(Supplied records)

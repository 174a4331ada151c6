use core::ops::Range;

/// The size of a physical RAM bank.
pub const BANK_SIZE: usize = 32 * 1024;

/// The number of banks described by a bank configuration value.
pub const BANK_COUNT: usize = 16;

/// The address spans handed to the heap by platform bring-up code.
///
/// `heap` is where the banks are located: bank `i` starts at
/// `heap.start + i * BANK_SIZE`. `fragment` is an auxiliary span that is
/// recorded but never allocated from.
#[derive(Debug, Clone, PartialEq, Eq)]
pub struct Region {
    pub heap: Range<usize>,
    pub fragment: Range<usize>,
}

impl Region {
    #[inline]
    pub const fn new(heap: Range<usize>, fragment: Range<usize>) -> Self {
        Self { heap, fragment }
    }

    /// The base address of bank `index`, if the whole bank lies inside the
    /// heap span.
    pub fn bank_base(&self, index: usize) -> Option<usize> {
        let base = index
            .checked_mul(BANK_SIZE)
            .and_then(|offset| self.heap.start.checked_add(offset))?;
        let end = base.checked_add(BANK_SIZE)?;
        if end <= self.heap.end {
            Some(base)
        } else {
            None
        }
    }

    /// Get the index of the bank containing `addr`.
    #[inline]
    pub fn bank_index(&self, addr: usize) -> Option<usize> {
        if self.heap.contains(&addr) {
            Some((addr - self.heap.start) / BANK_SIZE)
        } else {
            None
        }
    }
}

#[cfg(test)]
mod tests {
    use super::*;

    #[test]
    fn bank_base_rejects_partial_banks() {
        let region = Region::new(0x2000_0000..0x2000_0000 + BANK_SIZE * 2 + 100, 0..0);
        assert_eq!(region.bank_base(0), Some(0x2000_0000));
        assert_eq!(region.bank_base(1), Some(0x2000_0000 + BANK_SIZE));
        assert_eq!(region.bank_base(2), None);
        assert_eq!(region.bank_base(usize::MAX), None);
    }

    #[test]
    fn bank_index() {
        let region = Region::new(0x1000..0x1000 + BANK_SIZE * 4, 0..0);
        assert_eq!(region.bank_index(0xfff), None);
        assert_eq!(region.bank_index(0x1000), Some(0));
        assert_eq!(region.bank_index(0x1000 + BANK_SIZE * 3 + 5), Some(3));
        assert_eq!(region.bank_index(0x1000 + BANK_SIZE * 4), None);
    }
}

(End Supplied records)

▶ Aim of the task:
The answer should consist solely of the lines from the first line above through the one with "span that is", both included, repeated exactly.

▶ Output below:
repository 174a4331ada151c6
use core::ops::Range;

/// The size of a physical RAM bank.
pub const BANK_SIZE: usize = 32 * 1024;

/// The number of banks described by a bank configuration value.
pub const BANK_COUNT: usize = 16;

/// The address spans handed to the heap by platform bring-up code.
///
/// `heap` is where the banks are located: bank `i` starts at
/// `heap.start + i * BANK_SIZE`. `fragment` is an auxiliary span that is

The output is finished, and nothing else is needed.